Friday, August 31, 2012

Republican convention: For GOP women, social issues take a back seat

Cindy McCain, left, listens to a speech by Ann Romney at the Women for Victory breakfast in Tampa, Fla. About a block from the convention was the Woman Up! Pavilion, sponsored by the Young Guns Network, which promotes conservative candidates. (Max Whittaker, The New York Times)

About a block from the Republican National Convention, in a strip mall next to a Hooters restaurant, is the Woman Up! Pavilion, sponsored by the Young Guns Network, a "super PAC" promoting conservative candidates. Its decor is warm and welcoming, with circular banquettes accented by hot-pink carnations and red roses. There is a hair salon offering blowouts, and a gift shop. Cocktails like the "Lady Lemonade" and "Woman-Tini" are offered for $6.

The pavilion holds a one-room women's suffrage museum and offers forums on topics like "Advocacy Means Business: Building Your Organization" and "The Europeanization of the United States."

What is missing from the all-inclusive spot? Any discussion of the social issues ? abortion,

same-sex marriage, insurance coverage for birth control ? that have at times engulfed the Republican nominating contest.
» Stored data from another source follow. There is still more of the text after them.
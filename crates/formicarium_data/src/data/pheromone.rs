use serde::{Deserialize, Serialize};

/// Scent channels ants can deposit and sense.
#[derive(Debug, Clone, Copy, PartialEq, Eq, Hash, Serialize, Deserialize)]
pub enum PheromoneKind {
    /// Marks a path toward food. Reinforced by followers, gone by max age.
    FoodTrail,
    /// Weak ambient signal laid while wandering.
    Exploration,
    /// Marks a lethal location. Never decays.
    Danger,
}

impl PheromoneKind {
    pub const ALL: [PheromoneKind; 3] = [
        PheromoneKind::FoodTrail,
        PheromoneKind::Exploration,
        PheromoneKind::Danger,
    ];
}

/// A single positioned scent mark.
#[derive(Debug, Clone, Serialize, Deserialize)]
pub struct PheromoneDeposit {
    pub id: u64,
    pub x: f64,
    pub y: f64,
    pub kind: PheromoneKind,
    /// Current sensed strength, updated by the decay pass.
    pub intensity: f32,
    /// Strength at deposit time, after the type multiplier and cap.
    pub initial_intensity: f32,
    /// Seconds since deposit.
    pub age: f64,
    /// Ants currently tracking this deposit (FoodTrail only).
    pub followers: u32,
}

impl PheromoneDeposit {
    #[must_use]
    pub fn distance_to(&self, x: f64, y: f64) -> f64 {
        let dx = self.x - x;
        let dy = self.y - y;
        (dx * dx + dy * dy).sqrt()
    }
}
"We don't talk social issues," said Mary Ann Carter, policy director for the Young Guns Network, who manages the pavilion. "We talk about the economy. We talk about health care. We talk about energy."

This refrain was often heard in and around the convention. In dozens of interviews, women at the convention made clear that social issues are now taking a back seat.

Even those who passionately agree (or disagree) with the new conservative party platform ? calling for traditional marriage, public display of the Ten Commandments and a sweeping ban on abortion ? did not seem to want to discuss the subject. (The one exception was Mitt Romney's sister Jane, who Wednesday declared that if Romney is elected president, a ban on abortion is "never going to happen.")

Instead, women at the convention preferred to point to opening night Tuesday, when a parade of Republican women took to the podium, including Ann Romney, who spoke about her family, and Gov. Nikki R. Haley of South Carolina, who preached a gospel of economic empowerment, free of government rules and regulations.

Being visible was one way, Republican women said, to counter the Obama campaign's charge that their party is waging a war on women.

"They're doing the soft love approach," said Sandra Stroman, a convention participant from Chester, S.C. "They're holding up our women in this party and putting those women in front of the cameras, saying, 'Here are our Republican women. Do they look like we have waged war against them?'?"

With the intention of appealing to voters beyond the party's base, many Republican women are simply avoiding the mention of abortion or gay rights because they are seen as too divisive. Some acknowledge playing down their own views as a strategic move. Instead, they want to talk about the economy.

The distancing from social issues is all the more urgent, some conservative women acknowledged, in the aftermath of comments that Rep. Todd Akin of Missouri made two weeks ago, claiming that in cases of "legitimate rape" one need not consider abortion because the female reproductive system shuts itself down.

"Of course it was unhelpful," said Kristen Soltis, a pollster, saying that Democrats have seized the issue to support their contention that Republicans are hostile to women. "I think that because unemployment is so high, Democrats think it's much easier to win over women voters if they talk about these social issues. I think that's a risky gamble for them because I so firmly believe that this will be an election about the economy."